Ecstatic doesn't even describe it. Grateful doesn't even describe it.
Ready. I am ready. That describes it.
The film was like nothing I had ever seen. It was so eye-opening to me and revealed a world so different from my own. It was moving, inspiring, and heart-breaking.
I saw it at a SIPA convention and I am going to screen it at my church and at my school (and hopefully help screen it at other churches and schools as well). Some friends and I had the idea to put on benefit concerts via the choirs, bands, and orchestras at our school.
Stop sitting and watching. Get up and run. Change the world--WE CAN. It is not impossible. I once heard, "Poverty could be history. But it won't." I think that will hold true if we keep living with the American-Dream mentality. Get out there. You can SAVE a LIFE. You can provide for someone. It's so much more than worth it. We need to help, not because we are superior, but because we are brothers and sisters.
I was going to a SIPA journalism convention and was totally dreading it. I didn't want to have to hear the typical cliche lectures about how to be a leader, about media ethics and all the stuff I had heard at every other convention. It was completely God's will and plan that Invisible Children was screened the first night. Previously I knew I was going to be a photojournalism in the mission field, but I had recently been having doubts because I thought I was going to be bored by journalism--left without passion, doing stories that meant nothing to me. When SIPA came and I saw the documentary, I realized photojournalism was what God definitely wanted me to do. It left me with a passion I had never had before--that I, one person, could stand up and do something. Not just sit and watch and be emotionally moved, but stand up and change and be physically moved by something--and consequently, to move others. My heart absolutely aches for the children who have been taken from their homes, only to be forced into emotionless killing machines. Where has America been all this time? What has America done to help? Materialistically, we have so much. Compassionately, we often have so little because our selfishness is so much bigger. We have so much and we cling to it. We don't need it. We say how much we hate school, but people around the world would do literally anything to soak up knowledge they can't get on their own.
Invisible Children not only convicted me, but made me want to do something. And not only that... but I AM doing something, and will continue to for the rest of my life--whether through donations, sending people to other countries, going to other countries, publishing a book of photography and documentation... I am going to do it. Definitely. I have a huge place in this world, and I won't let it go. I will not be apathetic.
As soon as the documentary was done, I wrote a list down of places I could contact, of things I could do. I pledged to call the White House everyday. My voice will be heard.

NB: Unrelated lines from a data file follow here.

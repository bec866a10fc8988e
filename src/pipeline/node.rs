//! Filter nodes and the collaborator traits behind them.
//!
//! Two-layer design:
//! - **`FilterCore`**: stateless description of a module: registration,
//!   connector templates, option validation and the context producer.
//! - **`Runner`**: the pixel algorithm. It is called with a [`RunContext`]
//!   and may pull its own plugs, which is how execution recurses upstream.
//!
//! A `FilterNode` instantiates a core/runner pair with its own options,
//! plugs, sockets and (lazily) a backend context.

use crate::pipeline::cache::{BackendContext, SharedContext};
use crate::pipeline::connector::Connector;
use crate::pipeline::error::{PipelineError, PipelineResult};
use crate::pipeline::executor::Pipeline;
use crate::pipeline::id::{NodeId, PlugRef, SocketRef};
use crate::pipeline::image::ImageHandle;
use crate::pipeline::options::Options;
use crate::pipeline::registry::FilterModule;
use crate::pipeline::ticket::PixelTicket;
use std::sync::Arc;

/// What a context producer gets to see of a node.
#[derive(Debug, Clone)]
pub struct ContextRequest {
    pub node: NodeId,
    pub registration: String,
    pub options: Options,
    /// Structural description the cache key was derived from.
    pub description: String,
    /// Context type the producer is asked for.
    pub kind: String,
}

/// Builds the raw bytes of a backend context, e.g. by compiling a transform.
pub trait ContextProducer: Send + Sync {
    /// `Ok(None)` means the node cannot have a context in its current state.
    fn produce(&self, request: &ContextRequest) -> anyhow::Result<Option<Vec<u8>>>;
}

/// Stateless part of a module.
pub trait FilterCore: Send + Sync {
    fn registration(&self) -> &str;

    fn version(&self) -> [u32; 3] {
        [1, 0, 0]
    }

    /// Input connector templates, one plug each.
    fn plugs(&self) -> Vec<Connector>;

    /// Output connector templates, one socket each.
    fn sockets(&self) -> Vec<Connector>;

    fn validate_options(&self, _options: &Options) -> PipelineResult<()> {
        Ok(())
    }

    /// Context type this core produces. `None` for nodes without a context.
    fn context_type(&self) -> Option<&str> {
        None
    }

    fn producer(&self) -> Option<&dyn ContextProducer> {
        None
    }

    /// Whether upstream node descriptions are part of this node's cache key.
    fn hashes_upstream(&self) -> bool {
        false
    }
}

/// The pixel algorithm of a module.
pub trait Runner: Send + Sync {
    /// Context type the runner consumes. When it differs from the core's,
    /// [`Runner::convert_context`] is used and the result cached separately.
    fn context_type(&self) -> Option<&str> {
        None
    }

    fn convert_context(&self, context: &BackendContext) -> anyhow::Result<BackendContext> {
        Err(anyhow::anyhow!(
            "runner cannot convert '{}' contexts",
            context.kind
        ))
    }

    /// Called when a node drops its reference to a context.
    fn release_context(&self, _context: &SharedContext) {}

    /// Give a source node the chance to supply missing socket data.
    fn resolve_data(&self, _ctx: &mut RunContext<'_>) -> PipelineResult<Option<ImageHandle>> {
        Ok(None)
    }

    /// Produce the pixels of `ticket`'s rectangle into its buffer.
    fn run(&self, ctx: &mut RunContext<'_>, ticket: &mut PixelTicket) -> PipelineResult<()>;
}

/// Input attachment. Bound to at most one remote socket.
#[derive(Debug, Clone)]
pub struct Plug {
    pub connector: Connector,
    pub(crate) remote: Option<SocketRef>,
}

impl Plug {
    pub fn new(connector: Connector) -> Self {
        Self {
            connector,
            remote: None,
        }
    }

    pub fn remote(&self) -> Option<SocketRef> {
        self.remote
    }

    pub fn is_connected(&self) -> bool {
        self.remote.is_some()
    }
}

/// Output attachment. May feed many plugs, which it does not own.
#[derive(Debug, Clone)]
pub struct Socket {
    pub connector: Connector,
    pub(crate) data: Option<ImageHandle>,
    pub(crate) requesting: Vec<PlugRef>,
}

impl Socket {
    pub fn new(connector: Connector) -> Self {
        Self {
            connector,
            data: None,
            requesting: Vec::new(),
        }
    }

    pub fn data(&self) -> Option<&ImageHandle> {
        self.data.as_ref()
    }

    pub fn requesting(&self) -> &[PlugRef] {
        &self.requesting
    }

    pub fn is_connected(&self) -> bool {
        !self.requesting.is_empty()
    }
}

/// Per-node metadata.
#[derive(Debug, Clone, Default)]
pub struct NodeTags {
    /// Log this node's runs at `debug` instead of `trace`.
    pub verbose: bool,
    pub label: Option<String>,
}

pub struct FilterNode {
    pub(crate) module: FilterModule,
    pub(crate) options: Options,
    pub(crate) plugs: Vec<Plug>,
    pub(crate) sockets: Vec<Socket>,
    pub(crate) context: Option<SharedContext>,
    pub(crate) context_key: Option<String>,
    pub tags: NodeTags,
}

impl FilterNode {
    pub(crate) fn new(module: FilterModule, options: Options) -> Self {
        let plugs = module.core.plugs().into_iter().map(Plug::new).collect();
        let sockets = module.core.sockets().into_iter().map(Socket::new).collect();
        Self {
            module,
            options,
            plugs,
            sockets,
            context: None,
            context_key: None,
            tags: NodeTags::default(),
        }
    }

    pub fn registration(&self) -> &str {
        self.module.core.registration()
    }

    pub fn core(&self) -> &Arc<dyn FilterCore> {
        &self.module.core
    }

    pub fn runner(&self) -> &Arc<dyn Runner> {
        &self.module.runner
    }

    pub fn options(&self) -> &Options {
        &self.options
    }

    pub fn plugs(&self) -> &[Plug] {
        &self.plugs
    }

    pub fn sockets(&self) -> &[Socket] {
        &self.sockets
    }

    pub fn plug(&self, index: usize) -> Option<&Plug> {
        self.plugs.get(index)
    }

    pub fn socket(&self, index: usize) -> Option<&Socket> {
        self.sockets.get(index)
    }

    pub fn context(&self) -> Option<&SharedContext> {
        self.context.as_ref()
    }

    pub fn context_key(&self) -> Option<&str> {
        self.context_key.as_deref()
    }

    /// Whether the core declares a backend context at all.
    pub fn needs_context(&self) -> bool {
        self.module.core.context_type().is_some()
    }

    /// Display name: the label tag or the last registration segment.
    pub fn display_name(&self) -> &str {
        self.tags
            .label
            .as_deref()
            .unwrap_or_else(|| crate::pipeline::registration::leaf(self.registration()))
    }

    /// Drop the context reference. The cache entry is left alone.
    pub(crate) fn release_context(&mut self) -> bool {
        self.context_key = None;
        match self.context.take() {
            Some(ctx) => {
                self.module.runner.release_context(&ctx);
                true
            }
            None => false,
        }
    }
}

impl std::fmt::Debug for FilterNode {
    fn fmt(&self, f: &mut std::fmt::Formatter<'_>) -> std::fmt::Result {
        f.debug_struct("FilterNode")
            .field("registration", &self.registration())
            .field("options", &self.options)
            .field("plugs", &self.plugs.len())
            .field("sockets", &self.sockets.len())
            .field("context", &self.context_key)
            .finish()
    }
}

/// Handle given to a runner for one execution of its node.
pub struct RunContext<'a> {
    pub(crate) pipeline: &'a mut Pipeline,
    pub(crate) node: NodeId,
    pub(crate) socket: usize,
    pub(crate) requester: Option<PlugRef>,
    pub(crate) depth: usize,
}

impl<'a> RunContext<'a> {
    pub fn node_id(&self) -> NodeId {
        self.node
    }

    /// Socket of this node the request came through.
    pub fn socket_index(&self) -> usize {
        self.socket
    }

    /// Downstream plug that pulled this node, if any.
    pub fn requester(&self) -> Option<PlugRef> {
        self.requester
    }

    pub fn depth(&self) -> usize {
        self.depth
    }

    pub fn pipeline(&self) -> &Pipeline {
        self.pipeline
    }

    pub fn node(&self) -> PipelineResult<&FilterNode> {
        self.pipeline.node(self.node)
    }

    pub fn options(&self) -> PipelineResult<&Options> {
        Ok(self.node()?.options())
    }

    pub fn context(&self) -> PipelineResult<SharedContext> {
        self.node()?
            .context()
            .cloned()
            .ok_or(PipelineError::NoContext(self.node))
    }

    pub fn verbose(&self) -> bool {
        self.node().map(|n| n.tags.verbose).unwrap_or(false)
    }

    /// Run the node feeding plug `plug_index` of this node.
    pub fn pull(&mut self, plug_index: usize, ticket: &mut PixelTicket) -> PipelineResult<()> {
        self.pipeline
            .run_at(PlugRef::new(self.node, plug_index), ticket, self.depth + 1)
    }

    pub fn socket_data(&self, index: usize) -> Option<ImageHandle> {
        self.pipeline
            .socket_data(SocketRef::new(self.node, index))
            .ok()
            .flatten()
    }

    /// Data stored on the socket that plug `plug_index` is bound to.
    pub fn input_data(&self, plug_index: usize) -> Option<ImageHandle> {
        let remote = self
            .pipeline
            .plug(PlugRef::new(self.node, plug_index))
            .ok()?
            .remote()?;
        self.pipeline.socket_data(remote).ok().flatten()
    }

    pub fn set_socket_data(
        &mut self,
        index: usize,
        image: Option<ImageHandle>,
    ) -> PipelineResult<()> {
        self.pipeline
            .set_socket_data(SocketRef::new(self.node, index), image)
    }

    /// The error to report when this node has no data to serve.
    pub fn incomplete(&self) -> PipelineError {
        PipelineError::IncompleteGraph(
            self.requester
                .unwrap_or_else(|| PlugRef::new(self.node, self.socket)),
        )
    }
}
//! Pipeline executor: the node arena, linking and pull execution.
//!
//! Nodes live in slots indexed by [`NodeId`]. Plugs and sockets refer to each
//! other by id, so there are no ownership cycles: a plug holds the
//! [`SocketRef`] it is bound to and a socket lists the [`PlugRef`]s that read
//! from it.
//!
//! Execution is pull based. Running a plug runs the node upstream of it; that
//! node's runner pulls its own plugs in turn, down to the data sources.

use crate::config::EngineConfig;
use crate::pipeline::cache::{self, cache_key, BackendContext, ContextCache, SharedContext};
use crate::pipeline::connector::{Connector, LinkRefusal};
use crate::pipeline::error::{PipelineError, PipelineResult};
use crate::pipeline::fingerprint::fingerprint_text;
use crate::pipeline::graph::{EdgeDirection, FilterGraph, GraphOptions};
use crate::pipeline::id::{NodeId, PlugRef, SocketRef};
use crate::pipeline::image::ImageHandle;
use crate::pipeline::node::{ContextRequest, FilterNode, Plug, RunContext, Socket};
use crate::pipeline::options::{OptionValue, Options};
use crate::pipeline::registry::ModuleRegistry;
use crate::pipeline::signal::{Handler, Signal, SignalBus, SignalContext, Subject, UserData};
use crate::pipeline::ticket::PixelTicket;
use std::fmt::Write as _;
use std::sync::Arc;

/// Filter for [`Pipeline::edge_count`].
#[derive(Debug, Clone, Default)]
pub struct EdgeFilter {
    /// Count only plugs/sockets that take part in a link.
    pub connected_only: bool,
    /// Count only connectors whose registration matches this pattern.
    pub registration: Option<String>,
}

impl EdgeFilter {
    pub fn connected() -> Self {
        Self {
            connected_only: true,
            registration: None,
        }
    }
}

pub struct Pipeline {
    nodes: Vec<Option<FilterNode>>,
    registry: Arc<ModuleRegistry>,
    cache: Arc<ContextCache>,
    bus: SignalBus,
    signal_ctx: SignalContext,
    config: EngineConfig,
    /// Bumped on every structural change (links, options, node removal).
    generation: u64,
    next_listener: u64,
}
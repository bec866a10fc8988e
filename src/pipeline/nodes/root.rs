//! Root node: the data source of a conversion.
//!
//! Serves the image attached to its socket. With `width`, `height` and
//! `fill` options it can also generate a solid image when asked to resolve
//! missing data.

use super::{pixel_out, ROOT};
use crate::pipeline::connector::Connector;
use crate::pipeline::error::{PipelineError, PipelineResult};
use crate::pipeline::image::{Image, ImageHandle, PixelLayout};
use crate::pipeline::node::{FilterCore, RunContext, Runner};
use crate::pipeline::options::Options;
use crate::pipeline::ticket::PixelTicket;

pub struct RootCore;

impl FilterCore for RootCore {
    fn registration(&self) -> &str {
        ROOT
    }

    fn plugs(&self) -> Vec<Connector> {
        Vec::new()
    }

    fn sockets(&self) -> Vec<Connector> {
        vec![pixel_out("image")]
    }

    fn validate_options(&self, options: &Options) -> PipelineResult<()> {
        for key in ["width", "height"] {
            if let Some(v) = options.get(key) {
                match v.as_int() {
                    Some(n) if n > 0 => {}
                    _ => return Err(PipelineError::invalid_option(key, "expected a positive integer")),
                }
            }
        }
        if let Some(fill) = options.get("fill") {
            match fill.as_floats() {
                Some(v) if (1..=4).contains(&v.len()) => {}
                _ => return Err(PipelineError::invalid_option("fill", "expected 1 to 4 channel values")),
            }
        }
        Ok(())
    }
}

pub struct RootRunner;

impl Runner for RootRunner {
    fn resolve_data(&self, ctx: &mut RunContext<'_>) -> PipelineResult<Option<ImageHandle>> {
        let options = ctx.options()?;
        let (Some(width), Some(height)) = (
            options.get("width").and_then(|v| v.as_int()),
            options.get("height").and_then(|v| v.as_int()),
        ) else {
            return Ok(None);
        };
        let fill: Vec<f32> = match options.get_floats("fill") {
            Some(values) => values.iter().map(|&v| v as f32).collect(),
            None => vec![0.0; ctx.pipeline().config().default_layout.channels()],
        };
        let layout = PixelLayout {
            channels: fill.len() as u8,
        };
        let (width, height) = (width as usize, height as usize);
        let mut image = Image::try_new(width, height, layout)?;
        image.fill(&fill);
        tracing::debug!("Root {} generated a {}x{} image", ctx.node_id(), width, height);
        Ok(Some(ImageHandle::new(image)))
    }

    fn run(&self, ctx: &mut RunContext<'_>, ticket: &mut PixelTicket) -> PipelineResult<()> {
        let source = ctx
            .socket_data(ctx.socket_index())
            .ok_or_else(|| ctx.incomplete())?;
        let buffer = ticket.ensure_buffer()?;
        if buffer.same_storage(&source) {
            return Ok(());
        }
        let (x, y, w, h) = ticket.pixel_bounds();
        buffer
            .write()
            .copy_region((0, 0), &source.read(), (x, y), (w, h));
        Ok(())
    }
}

I wrote down a slew of interview questions for the invisible children, for people who work for IC, for people who have seen IC, and people who haven't.
This issue for my school newspaper was the first time I ever had a spread--three pages, actually. I had been wanting a spread all year, and finally I got one. I got a sports feature on a girl at our school who boxes. When I called her the night SIPA started (before I saw IC), she said she didn't want to do it. I was shocked and freaked out--my story was due Wednesday! Four days! And I didn't even know what it would be. After I saw IC, I knew that was what I was going to write about. Three pages devoted to the biggest, most important thing we had ever written about.
Ecstatic doesn't even describe it. Grateful doesn't even describe it.
Ready. I am ready. That describes it.